Friday

Parental Alienation Syndrome

Oft times in an ADULTEROUS situation-
the guilty adultering parent drums up support from the children by alienating them from the other parent-the MORAL parent. They do this by manipulating situations or giving information to their children that create false scenarios in the child's head...but don't let me tell you about this...this is documented stuff...so from another awesome website I found this...

What Causes Parental Alienation?

What causes a parent to want to damage the relationship of their own child with the other parent at their own child's expense? Intentions differ from one parent to the next, but psychologists have suggested the following as potential motivators:
  • An alienating parent may have unresolved anger toward the other parent for perceived wrongs during the relationship and may be unable to separate those issues from parenting issues.
  • An alienating parent may have unresolved issues from their childhood, particularly in how they related to their own parents, which he or she projects onto the other parent (whether or not it's factually accurate).
  • An alienating parent may have a personality disorder, such as narcissism or paranoia, which makes him or her unable to empathize with the child's feelings or see the way their behavior is harming the child.

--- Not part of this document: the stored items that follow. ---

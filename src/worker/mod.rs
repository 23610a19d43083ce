//! Per-printer supervision (spec §4.5, component C5): one `PrinterWorker`
//! task per configured printer, plus its collaborators.

pub mod decoder;
pub mod jpeg;
pub mod led_control;
pub mod reachability;
pub mod status;
pub mod worker;

pub use decoder::{DecoderEvent, DecoderHandle, FfmpegDecoder};
pub use led_control::MqttLedControl;
pub use status::{WorkerState, WorkerStatus, WorkerStatusCell};
pub use worker::PrinterWorkerHandle;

Such personality disorders may also make the alienating parent more likely to be jealous of the other parent's adjustment to the breakup and cause the alienating parent to have extreme rage toward the other parent.
  • An alienating parent may be so insecure as to his or her own parenting skills that he or she projects those concerns onto the other parent, regardless of reality.
  • An alienating parent may be so wrapped up in their child's life that he or she has no separate identity and sees the child's relationship with the other parent as a threat.
  • Sometimes new spouses or grandparents push the alienating parent into inappropriate behavior for their own inappropriate reasons, and the alienating parent isn't strong enough to resist them.
What causes a child to buy into the alienating parent's brainwashing?

The child may:
  • Feel the need to protect a parent who's depressed, panicky or needy
  • Want to avoid the anger or rejection of a dominant parent, who's also often the custodial parent
  • Want to hold onto the parent the child is most afraid of losing, such as a parent who is self-absorbed or not very involved with the child.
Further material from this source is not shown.